Shopify helps merchants manage sales across physical and digital channels, integrating orders from marketplaces, social media, and online storefronts in a single platform. The company also offers a range of merchant services, including payment processing, discounted shipping, and financing. In short, Shopify simplifies commerce.
More broadly, its business model plays into two major trends: online shopping and digital payments. And its merchant-centric growth strategy has translated into incredible scale -- Shopify serves over 1.7 million merchants. In turn, that has helped the company build an extensive partner ecosystem, including 7,000 third-party apps that boost the functionality of its platform.

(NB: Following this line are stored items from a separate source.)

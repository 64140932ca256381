use crate::error::AppResult;

pub mod client;
pub mod keys;
pub mod memory;
pub mod redis_store;

pub use client::ClientStorage;
pub use keys::StorageKey;
pub use memory::MemoryStore;
pub use redis_store::{create_redis_client, RedisStore};

/// Durable string key-value storage
///
/// Stands in for the browser's local and cache storage. Flows depend on this
/// trait so the backing store can be swapped for tests.
#[async_trait::async_trait]
pub trait KeyValueStore: Send + Sync {
    async fn get(&self, key: &str) -> AppResult<Option<String>>;

    async fn set(&self, key: &str, value: String) -> AppResult<()>;

    /// Store name for logging
    fn name(&self) -> &'static str;
}
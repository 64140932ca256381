use crate::{
    error::AppResult,
    models::{ClassifyReviewsResponse, MovieId},
    storage::{ClientStorage, StorageKey},
};

/// Classified review responses, keyed by movie
///
/// Entries never expire; a movie is classified at most once per visitor.
#[derive(Clone)]
pub struct ReviewCache {
    storage: ClientStorage,
}

impl ReviewCache {
    pub fn new(storage: ClientStorage) -> Self {
        Self { storage }
    }

    pub async fn lookup(&self, movie_id: MovieId) -> AppResult<Option<ClassifyReviewsResponse>> {
        self.storage.read(&StorageKey::ReviewCache(movie_id)).await
    }

    /// Stores a classifier response; responses without `success` status are skipped
    pub async fn store(&self, movie_id: MovieId, bundle: &ClassifyReviewsResponse) -> AppResult<()> {
        if !bundle.status.is_success() {
            tracing::debug!(movie_id, "Not caching unsuccessful classification");
            return Ok(());
        }
        self.storage
            .write(&StorageKey::ReviewCache(movie_id), bundle)
            .await
    }
}
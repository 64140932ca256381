use redis::AsyncCommands;
use redis::Client;

use crate::error::AppResult;

use super::KeyValueStore;

/// Creates a Redis client for durable visitor storage
pub fn create_redis_client(redis_url: &str) -> anyhow::Result<Client> {
    let client = Client::open(redis_url)?;
    Ok(client)
}

/// Durable key-value store backed by Redis
///
/// Entries are written without a TTL; nothing in this crate expires them.
#[derive(Clone)]
pub struct RedisStore {
    redis_client: Client,
}

impl RedisStore {
    pub fn new(redis_client: Client) -> Self {
        Self { redis_client }
    }
}

#[async_trait::async_trait]
impl KeyValueStore for RedisStore {
    async fn get(&self, key: &str) -> AppResult<Option<String>> {
        let mut conn = self.redis_client.get_multiplexed_async_connection().await?;
        let value: Option<String> = conn.get(key).await.map_err(|e| {
            tracing::warn!(error = %e, key = %key, "Redis get failed");
            e
        })?;
        Ok(value)
    }

    async fn set(&self, key: &str, value: String) -> AppResult<()> {
        let mut conn = self.redis_client.get_multiplexed_async_connection().await?;
        let _: () = conn.set(key, value).await?;
        Ok(())
    }

    fn name(&self) -> &'static str {
        "redis"
    }
}
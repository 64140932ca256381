use std::collections::HashMap;
use std::path::Path;

use anyhow::Context;

use crate::models::{Movie, MovieId};

/// The static movie catalog, loaded once at startup
#[derive(Debug, Clone, Default)]
pub struct Catalog {
    movies: Vec<Movie>,
    by_id: HashMap<MovieId, usize>,
}

impl Catalog {
    pub fn from_movies(movies: Vec<Movie>) -> Self {
        let by_id = movies
            .iter()
            .enumerate()
            .map(|(index, movie)| (movie.id, index))
            .collect();
        Self { movies, by_id }
    }

    /// Loads the catalog from a JSON array of movie records
    pub fn load(path: impl AsRef<Path>) -> anyhow::Result<Self> {
        let path = path.as_ref();
        let raw = std::fs::read_to_string(path)
            .with_context(|| format!("Failed to read catalog {}", path.display()))?;
        let movies: Vec<Movie> = serde_json::from_str(&raw)
            .with_context(|| format!("Failed to parse catalog {}", path.display()))?;

        tracing::info!(movies = movies.len(), path = %path.display(), "Catalog loaded");

        Ok(Self::from_movies(movies))
    }

    pub fn get(&self, id: MovieId) -> Option<&Movie> {
        self.by_id.get(&id).map(|&index| &self.movies[index])
    }

    pub fn movies(&self) -> &[Movie] {
        &self.movies
    }

    pub fn len(&self) -> usize {
        self.movies.len()
    }

    pub fn is_empty(&self) -> bool {
        self.movies.is_empty()
    }

    /// Case-insensitive substring match on titles, in catalog order
    pub fn search_titles(&self, needle: &str) -> Vec<Movie> {
        let needle = needle.to_lowercase();
        self.movies
            .iter()
            .filter(|movie| movie.title.to_lowercase().contains(&needle))
            .cloned()
            .collect()
    }
}

#[cfg(test)]
mod tests {
    use super::*;

    fn catalog() -> Catalog {
        Catalog::from_movies(vec![
            Movie::new(0, "The Matrix"),
            Movie::new(1, "Matrix Reloaded"),
            Movie::new(7, "Heat"),
        ])
    }

    #[test]
    fn test_get_by_id() {
        let catalog = catalog();
        assert_eq!(catalog.get(7).map(|m| m.title.as_str()), Some("Heat"));
        assert!(catalog.get(3).is_none());
    }

    #[test]
    fn test_search_titles_is_case_insensitive() {
        let results = catalog().search_titles("MATRIX");
        let ids: Vec<_> = results.iter().map(|m| m.id).collect();
        assert_eq!(ids, vec![0, 1]);
    }

    #[test]
    fn test_search_titles_no_match() {
        assert!(catalog().search_titles("zzz").is_empty());
    }

    #[test]
    fn test_load_bundled_catalog() {
        let path = concat!(env!("CARGO_MANIFEST_DIR"), "/assets/movies.json");
        let catalog = Catalog::load(path).unwrap();
        assert!(!catalog.is_empty());
    }

    #[test]
    fn test_load_missing_file() {
        let err = Catalog::load("/nonexistent/movies.json").unwrap_err();
        let message = format!("{:#}", err);
        assert!(message.starts_with("Failed to read catalog /nonexistent/movies.json"));
    }
}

More importantly, Shopify is still executing on this growth strategy. The company is building an AI-powered fulfillment network across the U.S., which will further enhance its value to merchants. Once complete, Shopify will provide managed fulfillment services, leveraging vast amounts of data to help businesses better manage their supply chains and deliver orders more quickly. This will reinforce its value to both buyers and sellers.
Not surprisingly, Shopify has posted impressive financial results like clockwork. Year-over-year revenue growth averaged 100% in the first four quarters of the pandemic, while free cash flow has been consistently positive over the same period.
Looking ahead, the company is well positioned to maintain this momentum. Management estimates the size of its market opportunity to be $153 billion, but that figure only includes smaller businesses. However, Shopify Plus -- a more customizable commerce platform for larger enterprises -- is gaining traction with companies like McCormick and Netflix. In other words, Shopify has plenty of room to grow.
Here's the bottom line: This stock would almost certainly get hammered during a market crash. But will that make e-commerce or digital payments any less important? Unlikely. And will Shopify become any less valuable to the 1.7 million businesses that rely on it? Nope. It might take some time, but the stock would almost certainly recover and go on to hit new highs.
That's what makes Shopify a "high-quality" company -- it has a big market opportunity, a strong competitive position, and a history of excellent financial performance. Use this as an example, and fill your watchlist with companies of a similar caliber. Then, when the next market crash hits, you'll have your shopping list ready.